[DATA SECTION]

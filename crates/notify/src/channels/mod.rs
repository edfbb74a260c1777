//! Notification channel implementations.

pub mod slack;

use async_trait::async_trait;

use crate::error::NotifyError;
use crate::message::ReportMessage;

/// Trait for notification channels (Slack, etc.).
#[async_trait]
pub trait NotifyChannel: Send + Sync {
    /// Get the name of this channel.
    fn name(&self) -> &'static str;

    /// Check if this channel is configured.
    fn enabled(&self) -> bool;

    /// Deliver a report message to this channel.
    async fn send(&self, message: &ReportMessage) -> Result<(), NotifyError>;
}
//! run-rate CLI - post AWS spend per account to Slack.

use std::process::ExitCode;
use std::sync::Arc;

use anyhow::Result;
use chrono::Utc;
use clap::Parser;
use tracing_subscriber::{fmt, prelude::*};

use run_rate::{report_outcome, Cli, Pipeline, RunSummary};
use run_rate_cost::providers::aws::load_sdk_config;
use run_rate_cost::{AwsCostExplorer, AwsOrganizations};

#[tokio::main]
async fn main() -> ExitCode {
    let cli = Cli::parse();
    init_tracing(&cli);

    let result = run(&cli).await;
    ExitCode::from(report_outcome(&result, &mut std::io::stderr()))
}

fn init_tracing(cli: &Cli) {
    let registry = tracing_subscriber::registry().with(cli.log_filter());

    // Logs go to stderr so stdout only ever carries the dry-run table.
    if cli.json_logs {
        registry
            .with(fmt::layer().json().with_writer(std::io::stderr))
            .init();
    } else {
        registry.with(fmt::layer().with_writer(std::io::stderr)).init();
    }
}

async fn run(cli: &Cli) -> Result<RunSummary> {
    let sdk_config = load_sdk_config(cli.region.clone()).await;
    tracing::debug!(region = ?sdk_config.region(), "Loaded AWS configuration");

    let pipeline = Pipeline::new(
        cli.pipeline_config(),
        Arc::new(AwsOrganizations::new(&sdk_config)),
        Arc::new(AwsCostExplorer::new(&sdk_config)),
        cli.notifier(),
    );

    let summary = pipeline.run(Utc::now()).await?;

    if cli.dry_run {
        println!("{}", summary.table);
    }

    Ok(summary)
}
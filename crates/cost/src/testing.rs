//! In-memory provider fakes for tests.
//!
//! Enabled inside this crate's unit tests and for dependents through the
//! `test-util` feature.

use std::collections::HashMap;
use std::sync::Mutex;

use async_trait::async_trait;

use crate::providers::{
    Account, AccountPage, CostExplorerApi, CostGroup, CostMetric, CostPage, CostQuery,
    CostQueryError, DirectoryError, MetricValue, OrganizationsApi, ResultByTime,
};

/// Serves a fixed sequence of account pages, chained by `page-N` tokens.
pub struct FakeOrganizations {
    pages: Vec<Vec<Account>>,
    failure: Option<String>,
    page_sizes: Mutex<Vec<i32>>,
}

impl FakeOrganizations {
    /// Serve `pages` in order.
    #[must_use]
    pub fn new(pages: Vec<Vec<Account>>) -> Self {
        Self {
            pages,
            failure: None,
            page_sizes: Mutex::new(Vec::new()),
        }
    }

    /// Fail every call with `message`.
    #[must_use]
    pub fn failing(message: impl Into<String>) -> Self {
        Self {
            pages: Vec::new(),
            failure: Some(message.into()),
            page_sizes: Mutex::new(Vec::new()),
        }
    }

    /// Number of `list_accounts` calls made.
    #[must_use]
    pub fn calls(&self) -> usize {
        self.page_sizes.lock().map(|p| p.len()).unwrap_or_default()
    }

    /// Page sizes requested, one per call.
    #[must_use]
    pub fn page_sizes(&self) -> Vec<i32> {
        self.page_sizes.lock().map(|p| p.clone()).unwrap_or_default()
    }
}

#[async_trait]
impl OrganizationsApi for FakeOrganizations {
    fn name(&self) -> &'static str {
        "fake-organizations"
    }

    async fn list_accounts(
        &self,
        max_results: i32,
        next_token: Option<String>,
    ) -> Result<AccountPage, DirectoryError> {
        if let Ok(mut sizes) = self.page_sizes.lock() {
            sizes.push(max_results);
        }
        if let Some(message) = &self.failure {
            return Err(DirectoryError::Api(message.clone()));
        }

        let index = page_index(next_token.as_deref())
            .map_err(|token| DirectoryError::Api(format!("unknown NextToken {token}")))?;
        let accounts = self.pages.get(index).cloned().unwrap_or_default();
        let next_token = (index + 1 < self.pages.len()).then(|| format!("page-{}", index + 1));

        Ok(AccountPage {
            accounts,
            next_token,
        })
    }
}

/// Serves a fixed sequence of cost pages, chained by `page-N` tokens.
///
/// Any `NextPageToken` already present on a supplied page is replaced.
pub struct FakeCostExplorer {
    pages: Vec<CostPage>,
    failure: Option<String>,
    queries: Mutex<Vec<CostQuery>>,
}

impl FakeCostExplorer {
    /// Serve `pages` in order.
    #[must_use]
    pub fn new(pages: Vec<CostPage>) -> Self {
        Self {
            pages,
            failure: None,
            queries: Mutex::new(Vec::new()),
        }
    }

    /// Fail every call with `message`.
    #[must_use]
    pub fn failing(message: impl Into<String>) -> Self {
        Self {
            pages: Vec::new(),
            failure: Some(message.into()),
            queries: Mutex::new(Vec::new()),
        }
    }

    /// Queries received, one per call.
    #[must_use]
    pub fn queries(&self) -> Vec<CostQuery> {
        self.queries.lock().map(|q| q.clone()).unwrap_or_default()
    }
}

#[async_trait]
impl CostExplorerApi for FakeCostExplorer {
    fn name(&self) -> &'static str {
        "fake-cost-explorer"
    }

    async fn get_cost_and_usage(&self, query: &CostQuery) -> Result<CostPage, CostQueryError> {
        if let Ok(mut queries) = self.queries.lock() {
            queries.push(query.clone());
        }
        if let Some(message) = &self.failure {
            return Err(CostQueryError::Api(message.clone()));
        }

        let index = page_index(query.next_page_token.as_deref())
            .map_err(|token| CostQueryError::Api(format!("unknown NextPageToken {token}")))?;
        let mut page = self.pages.get(index).cloned().unwrap_or_default();
        page.next_page_token =
            (index + 1 < self.pages.len()).then(|| format!("page-{}", index + 1));

        Ok(page)
    }
}

fn page_index(token: Option<&str>) -> Result<usize, String> {
    match token {
        None => Ok(0),
        Some(token) => token
            .strip_prefix("page-")
            .and_then(|n| n.parse().ok())
            .ok_or_else(|| token.to_string()),
    }
}

/// Build a cost page with one time bucket per entry of `buckets`, each holding
/// `(account_id, AmortizedCost amount)` groups.
#[must_use]
pub fn cost_page(buckets: &[&[(&str, &str)]]) -> CostPage {
    CostPage {
        results_by_time: buckets
            .iter()
            .map(|groups| ResultByTime {
                groups: groups
                    .iter()
                    .map(|(account_id, amount)| amortized_group(account_id, amount))
                    .collect(),
            })
            .collect(),
        next_page_token: None,
    }
}

/// A group carrying only the `AmortizedCost` metric.
#[must_use]
pub fn amortized_group(account_id: &str, amount: &str) -> CostGroup {
    let mut metrics = HashMap::new();
    metrics.insert(
        CostMetric::AmortizedCost.as_str().to_string(),
        MetricValue {
            amount: Some(amount.to_string()),
            unit: Some("USD".to_string()),
        },
    );
    CostGroup {
        keys: vec![account_id.to_string()],
        metrics,
    }
}
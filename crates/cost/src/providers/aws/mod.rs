//! AWS Organizations and Cost Explorer clients.
//!
//! Both clients are built from one [`aws_config::SdkConfig`] resolved from the
//! standard credential chain (environment, shared profile, instance or task
//! role).
//!
//! ## Example
//!
//! ```rust,ignore
//! use run_rate_cost::providers::aws::{load_sdk_config, AwsCostExplorer, AwsOrganizations};
//!
//! let sdk_config = load_sdk_config(Some("us-east-1".to_string())).await;
//! let organizations = AwsOrganizations::new(&sdk_config);
//! let cost_explorer = AwsCostExplorer::new(&sdk_config);
//! ```

mod client;

pub use client::{load_sdk_config, AwsCostExplorer, AwsOrganizations};
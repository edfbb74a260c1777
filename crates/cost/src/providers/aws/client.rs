//! AWS SDK backed providers.

use async_trait::async_trait;
use aws_sdk_costexplorer::error::DisplayErrorContext;
use aws_sdk_costexplorer::operation::get_cost_and_usage::GetCostAndUsageOutput;
use aws_sdk_costexplorer::types::{
    DateInterval, Granularity as ApiGranularity, GroupDefinition, GroupDefinitionType,
};
use aws_sdk_organizations::operation::list_accounts::ListAccountsOutput;
use tracing::{debug, instrument, warn};

use crate::providers::{
    Account, AccountPage, CostExplorerApi, CostGroup, CostPage, CostQuery, CostQueryError,
    DirectoryError, MetricValue, OrganizationsApi, ResultByTime,
};

/// Cost Explorer dimension for member-account grouping.
const LINKED_ACCOUNT_DIMENSION: &str = "LINKED_ACCOUNT";

/// Load the shared SDK configuration from the ambient credential chain.
pub async fn load_sdk_config(region: Option<String>) -> aws_config::SdkConfig {
    let mut loader = aws_config::from_env();

    if let Some(region) = region {
        loader = loader.region(aws_config::Region::new(region));
    }

    loader.load().await
}

/// AWS Organizations `ListAccounts` provider.
#[derive(Debug, Clone)]
pub struct AwsOrganizations {
    client: aws_sdk_organizations::Client,
}

impl AwsOrganizations {
    /// Create a provider from a loaded SDK configuration.
    #[must_use]
    pub fn new(sdk_config: &aws_config::SdkConfig) -> Self {
        Self {
            client: aws_sdk_organizations::Client::new(sdk_config),
        }
    }

    /// Convert a `ListAccounts` response into our common format.
    fn convert_page(output: &ListAccountsOutput) -> AccountPage {
        let accounts = output
            .accounts()
            .iter()
            .filter_map(|account| {
                let Some(id) = account.id() else {
                    warn!("Skipping account without an id");
                    return None;
                };
                let name = account.name().unwrap_or(id);
                Some(Account::new(id, name))
            })
            .collect();

        AccountPage {
            accounts,
            next_token: output.next_token().map(ToString::to_string),
        }
    }
}

#[async_trait]
impl OrganizationsApi for AwsOrganizations {
    fn name(&self) -> &'static str {
        "aws-organizations"
    }

    #[instrument(skip(self, next_token), fields(provider = "aws-organizations"))]
    async fn list_accounts(
        &self,
        max_results: i32,
        next_token: Option<String>,
    ) -> Result<AccountPage, DirectoryError> {
        debug!(has_token = next_token.is_some(), "Calling ListAccounts");

        let output = self
            .client
            .list_accounts()
            .max_results(max_results)
            .set_next_token(next_token)
            .send()
            .await
            .map_err(|e| {
                DirectoryError::Api(
                    aws_sdk_organizations::error::DisplayErrorContext(&e).to_string(),
                )
            })?;

        Ok(Self::convert_page(&output))
    }
}

/// AWS Cost Explorer `GetCostAndUsage` provider.
#[derive(Debug, Clone)]
pub struct AwsCostExplorer {
    client: aws_sdk_costexplorer::Client,
}

impl AwsCostExplorer {
    /// Create a provider from a loaded SDK configuration.
    #[must_use]
    pub fn new(sdk_config: &aws_config::SdkConfig) -> Self {
        Self {
            client: aws_sdk_costexplorer::Client::new(sdk_config),
        }
    }

    /// Convert a `GetCostAndUsage` response into the typed page schema.
    fn convert_page(output: &GetCostAndUsageOutput) -> CostPage {
        let results_by_time = output
            .results_by_time()
            .iter()
            .map(|result| ResultByTime {
                groups: result
                    .groups()
                    .iter()
                    .map(|group| CostGroup {
                        keys: group.keys().to_vec(),
                        metrics: group
                            .metrics()
                            .map(|metrics| {
                                metrics
                                    .iter()
                                    .map(|(name, value)| {
                                        (
                                            name.clone(),
                                            MetricValue {
                                                amount: value.amount().map(ToString::to_string),
                                                unit: value.unit().map(ToString::to_string),
                                            },
                                        )
                                    })
                                    .collect()
                            })
                            .unwrap_or_default(),
                    })
                    .collect(),
            })
            .collect();

        CostPage {
            results_by_time,
            next_page_token: output.next_page_token().map(ToString::to_string),
        }
    }
}

#[async_trait]
impl CostExplorerApi for AwsCostExplorer {
    fn name(&self) -> &'static str {
        "aws-cost-explorer"
    }

    #[instrument(skip(self, query), fields(provider = "aws-cost-explorer", window = %query.time_period))]
    async fn get_cost_and_usage(&self, query: &CostQuery) -> Result<CostPage, CostQueryError> {
        let time_period = DateInterval::builder()
            .start(query.time_period.start_date())
            .end(query.time_period.end_date())
            .build()
            .map_err(|e| CostQueryError::InvalidTimeRange(e.to_string()))?;

        let group_by = GroupDefinition::builder()
            .r#type(GroupDefinitionType::Dimension)
            .key(LINKED_ACCOUNT_DIMENSION)
            .build();

        let mut request = self
            .client
            .get_cost_and_usage()
            .time_period(time_period)
            .granularity(ApiGranularity::Daily)
            .group_by(group_by)
            .set_next_page_token(query.next_page_token.clone());

        for metric in &query.metrics {
            request = request.metrics(metric.as_str());
        }

        debug!(
            metrics = query.metrics.len(),
            has_token = query.next_page_token.is_some(),
            "Calling GetCostAndUsage"
        );

        let output = request
            .send()
            .await
            .map_err(|e| CostQueryError::Api(DisplayErrorContext(&e).to_string()))?;

        Ok(Self::convert_page(&output))
    }
}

[/DATA SECTION]

WHAT YOU SHOULD DO ::
Please copy each line of the entries in which the word "CostMetric" shows up.

YOUR SOLUTION ::
    Account, AccountPage, CostExplorerApi, CostGroup, CostMetric, CostPage, CostQuery,
        CostMetric::AmortizedCost.as_str().to_string(),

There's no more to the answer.